Hardy's second chance was given because he was at the time considered a talented pass-rusher and the Cowboys were willing to tarnish their organizational reputation for improvement on defense. When that didn't materialize, Dallas had no interest in bringing Hardy back. Rice was already over the age of 30 and his rushing production in decline when the video of him punching his then-fiancee emerged, prompting the Baltimore Ravens to cut him. That decline in production, in concert with the video evidence, made his release far less difficult than it would have been if done in Rice's prime.

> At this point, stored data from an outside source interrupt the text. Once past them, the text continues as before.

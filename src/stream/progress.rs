//! Byte progress for a single pass
//!
//! Purely cosmetic: shows bytes done against the known input total and a
//! rolling throughput estimate. Nothing in a pass depends on it.

use indicatif::{ProgressBar, ProgressStyle};
use std::fmt;
use std::path::Path;

/// The three read passes, in run order
#[derive(Debug, Clone, Copy, PartialEq, Eq)]
pub enum Pass {
    Extent,
    Histogram,
    Convert,
}

impl Pass {
    #[must_use]
    pub fn number(self) -> u8 {
        match self {
            Self::Extent => 1,
            Self::Histogram => 2,
            Self::Convert => 3,
        }
    }
}

impl fmt::Display for Pass {
    fn fmt(&self, f: &mut fmt::Formatter<'_>) -> fmt::Result {
        let what = match self {
            Self::Extent => "establishing value extents",
            Self::Histogram => "constructing histogram",
            Self::Convert => "performing conversion and writing output",
        };
        write!(f, "read pass {n}/3: {what}", n = self.number())
    }
}

pub struct Progress {
    bar: ProgressBar,
}

impl Progress {
    /// Progress over `total_bytes` of input; `visible = false` draws nothing
    #[must_use]
    pub fn new(pass: Pass, total_bytes: u64, visible: bool) -> Self {
        if !visible {
            return Self::hidden();
        }

        let bar = ProgressBar::new(total_bytes);
        if let Ok(style) = ProgressStyle::default_bar().template(
            "{prefix} [{elapsed_precise}] [{bar:40.cyan/blue}] {binary_bytes}/{binary_total_bytes} ({binary_bytes_per_sec}, {percent}%) {wide_msg}",
        ) {
            bar.set_style(style.progress_chars("#>-"));
        }
        bar.set_prefix(format!("[{n}/3]", n = pass.number()));
        Self { bar }
    }

    #[must_use]
    pub fn hidden() -> Self {
        Self {
            bar: ProgressBar::hidden(),
        }
    }

    pub fn start_file(&self, path: &Path) {
        self.bar.set_message(path.display().to_string());
    }

    #[inline]
    pub fn advance(&self, bytes: u64) {
        self.bar.inc(bytes);
    }

    #[must_use]
    pub fn position(&self) -> u64 {
        self.bar.position()
    }

    pub fn finish(&self) {
        self.bar.finish_and_clear();
    }
}
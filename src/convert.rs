//! Pass 3: remap samples into 8 bits and write one output per input
//!
//! Output goes to a temporary file next to the destination and is only
//! renamed into place once its input has been fully converted.

use crate::error::RescaleError;
use crate::sample::Sample;
use crate::stream::{self, Progress, SampleBuffers};
use crate::types::{PercentileWindow, VolumeFile};
use std::io::Write;
use std::path::{Path, PathBuf};
use tempfile::NamedTempFile;
use tracing::debug;

/// Linear map from the percentile window onto `0..=255`
#[derive(Debug, Clone, Copy, PartialEq)]
pub struct Scaler {
    low: f64,
    range: f64,
}

impl Scaler {
    /// Fails on a window whose width is zero, negative or NaN
    pub fn new(window: PercentileWindow) -> Result<Self, RescaleError> {
        let range = window.scale_range();
        if range.is_nan() || range <= 0.0 {
            return Err(RescaleError::DegenerateRange {
                low: window.low,
                high: window.high,
            });
        }
        Ok(Self {
            low: window.low,
            range,
        })
    }

    #[inline(always)]
    #[must_use]
    // Hot path: called for every sample of pass 3
    pub fn scale(&self, value: f64) -> u8 {
        let scaled = (255.0 * (value - self.low) / self.range).trunc();
        // NaN survives clamp and then casts to 0
        scaled.clamp(0.0, 255.0) as u8
    }

    /// Remap `input` into the front of `output`
    #[inline]
    pub fn remap<S: Sample>(&self, input: &[S], output: &mut [u8]) {
        for (out, &value) in output.iter_mut().zip(input) {
            *out = self.scale(value.to_f64());
        }
    }
}

/// Byte counters for pass 3
#[derive(Debug, Clone, Copy, Default, PartialEq, Eq)]
pub struct ConvertTotals {
    pub bytes_read: u64,
    pub bytes_written: u64,
}

/// Convert every file in order, each to its own output
pub fn convert_all<S: Sample>(
    files: &[VolumeFile],
    scaler: &Scaler,
    buffers: &mut SampleBuffers<S>,
    progress: &Progress,
) -> Result<ConvertTotals, RescaleError> {
    let mut totals = ConvertTotals::default();
    for file in files {
        let file_totals = convert_file(file, scaler, buffers, progress)?;
        totals.bytes_read += file_totals.bytes_read;
        totals.bytes_written += file_totals.bytes_written;
    }
    Ok(totals)
}

/// Convert one input file into its output file
pub fn convert_file<S: Sample>(
    file: &VolumeFile,
    scaler: &Scaler,
    buffers: &mut SampleBuffers<S>,
    progress: &Progress,
) -> Result<ConvertTotals, RescaleError> {
    let write_error = |source| RescaleError::WriteFailed {
        path: file.output.clone(),
        source,
    };

    let mut staged = NamedTempFile::new_in(staging_dir(&file.output)).map_err(write_error)?;

    let SampleBuffers { samples, bytes } = buffers;
    let mut bytes_written = 0u64;
    let bytes_read = stream::for_each_chunk(&file.input, samples, progress, |chunk| {
        let out = &mut bytes[..chunk.len()];
        scaler.remap(chunk, out);
        staged.write_all(out).map_err(write_error)?;
        bytes_written += out.len() as u64;
        Ok(())
    })?;

    set_output_permissions(&staged).map_err(write_error)?;
    staged
        .persist(&file.output)
        .map_err(|e| write_error(e.error))?;

    debug!(
        input = %file.input.display(),
        output = %file.output.display(),
        bytes_written,
        "output written"
    );
    Ok(ConvertTotals {
        bytes_read,
        bytes_written,
    })
}

/// Directory the temporary output lives in, so the final rename stays on one filesystem
fn staging_dir(output: &Path) -> PathBuf {
    match output.parent() {
        Some(parent) if !parent.as_os_str().is_empty() => parent.to_path_buf(),
        _ => PathBuf::from("."),
    }
}

// Temporary files are created owner-only; outputs get ordinary file permissions
#[cfg(unix)]
fn set_output_permissions(staged: &NamedTempFile) -> std::io::Result<()> {
    use std::os::unix::fs::PermissionsExt;
    staged
        .as_file()
        .set_permissions(std::fs::Permissions::from_mode(0o644))
}

#[cfg(not(unix))]
fn set_output_permissions(_staged: &NamedTempFile) -> std::io::Result<()> {
    Ok(())
}
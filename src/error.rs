//! Error type for a rescale run
//!
//! Every terminal condition of the tool is a variant here. The binary maps
//! each variant to its own process exit code via [`RescaleError::exit_code`].

use crate::sample::SampleKind;
use std::io;
use std::path::PathBuf;
use thiserror::Error;

#[derive(Debug, Error)]
pub enum RescaleError {
    /// Help or version text was requested; carries the rendered text
    #[error("{0}")]
    HelpRequested(String),

    #[error("not enough arguments: provide one or more {kind} raw files")]
    NoInputFiles { kind: SampleKind },

    #[error(transparent)]
    InvalidArguments(#[from] clap::Error),

    #[error("{kind} samples are expected to be {expected} bytes wide, found {actual}")]
    UnexpectedSampleWidth {
        kind: SampleKind,
        expected: usize,
        actual: usize,
    },

    /// A numeric option outside the range the run can work with
    #[error("{0}")]
    InvalidConstraint(String),

    #[error("threshold {0} is outside [0.0, 0.5]")]
    BadThreshold(f64),

    #[error("{} is not a readable file", path.display())]
    UnreadableInput {
        path: PathBuf,
        #[source]
        source: io::Error,
    },

    #[error("unable to read the size of {}", path.display())]
    FileSizeUnavailable {
        path: PathBuf,
        #[source]
        source: io::Error,
    },

    #[error("{} holds {size} bytes, which is not a whole number of {width}-byte samples", path.display())]
    MisalignedInput {
        path: PathBuf,
        size: u64,
        width: usize,
    },

    #[error("output {} would overwrite an input file", path.display())]
    OutputCollision { path: PathBuf },

    #[error("failed to open {}", path.display())]
    OpenFailed {
        path: PathBuf,
        #[source]
        source: io::Error,
    },

    #[error("failed to read from {}", path.display())]
    ReadFailed {
        path: PathBuf,
        #[source]
        source: io::Error,
    },

    #[error("failed to write {}", path.display())]
    WriteFailed {
        path: PathBuf,
        #[source]
        source: io::Error,
    },

    #[error("the input files contain no samples")]
    EmptyInput,

    /// Zero (or non-finite) width between the two bounds used for scaling
    #[error("degenerate value range [{low}, {high}]: samples span no usable range, nothing to scale")]
    DegenerateRange { low: f64, high: f64 },
}

impl RescaleError {
    /// Process exit code reported for this error
    #[must_use]
    pub fn exit_code(&self) -> u8 {
        match self {
            Self::HelpRequested(_) => 1,
            Self::NoInputFiles { .. } => 2,
            Self::InvalidArguments(_) => 3,
            Self::UnexpectedSampleWidth { .. } => 4,
            Self::InvalidConstraint(_) => 5,
            Self::UnreadableInput { .. } => 6,
            Self::FileSizeUnavailable { .. } => 7,
            Self::OpenFailed { .. } => 8,
            Self::BadThreshold(_) => 9,
            Self::ReadFailed { .. } => 10,
            Self::OutputCollision { .. } => 11,
            Self::DegenerateRange { .. } => 12,
            Self::EmptyInput => 13,
            Self::MisalignedInput { .. } => 14,
            Self::WriteFailed { .. } => 15,
        }
    }

    /// Help output is not a failure in the usual sense and goes to stdout
    #[must_use]
    pub fn is_help(&self) -> bool {
        matches!(self, Self::HelpRequested(_))
    }
}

Video evidence is also likely the No. 1 reason why Oklahoma head coach Bob Stoops had been talking about his regrets surrounding Joe Mixon. The running back was kept on the Sooners roster for two years after Mixon was charged with punching a woman in the face; in December, video surveillance footage emerged of the assault and Stoops came under fire, with the coach saying that Mixon would have been dismissed from the team if the incident had happened today. But the reason why Mixon wasn't cut in the first place was because of Mixon's talent, as Shannon Sharpe tweeted:
(1) B. Stoops is full of bulljive. After the blowback of the released Mixon tape .Stoops now says he should've dismissed Mixon.- shannon sharpe (@ShannonSharpe) December 21, 2016
(2) I'm certain he saw that tape in its entirety and made the determination. Mixon's talent 2 hard 2 ignore. He's a coward- shannon sharpe (@ShannonSharpe) December 21, 2016
(3) Mixon should pull out of the bowl gm and enter the draft. Don't play for Coward who won't support you publicly, but did privately.- shannon sharpe (@ShannonSharpe) December 21, 2016
There is, indeed, a murky formula to second chances. Talent, though, seems to be weighted the most, until the evidence is of the "pictures or it didn't happen" variety -- a standard far too often used in issues of domestic violence, one that undermines the experience of the victims and the prosecution of the alleged perpetrator.
Hill hasn't been in any type of personal or legal trouble in the past two years. He appears to be cultivating a very promising NFL career, one whose beginnings have helped carry the Chiefs to the playoffs. That said, Hill's past cannot and should not be washed away because of his success on the gridiron. He should not be solely defined by his arrest, but his ability to score touchdowns does not erase what happened.
Second chances are fine, as long as we don't fail to forget why Hill is getting one in the first place.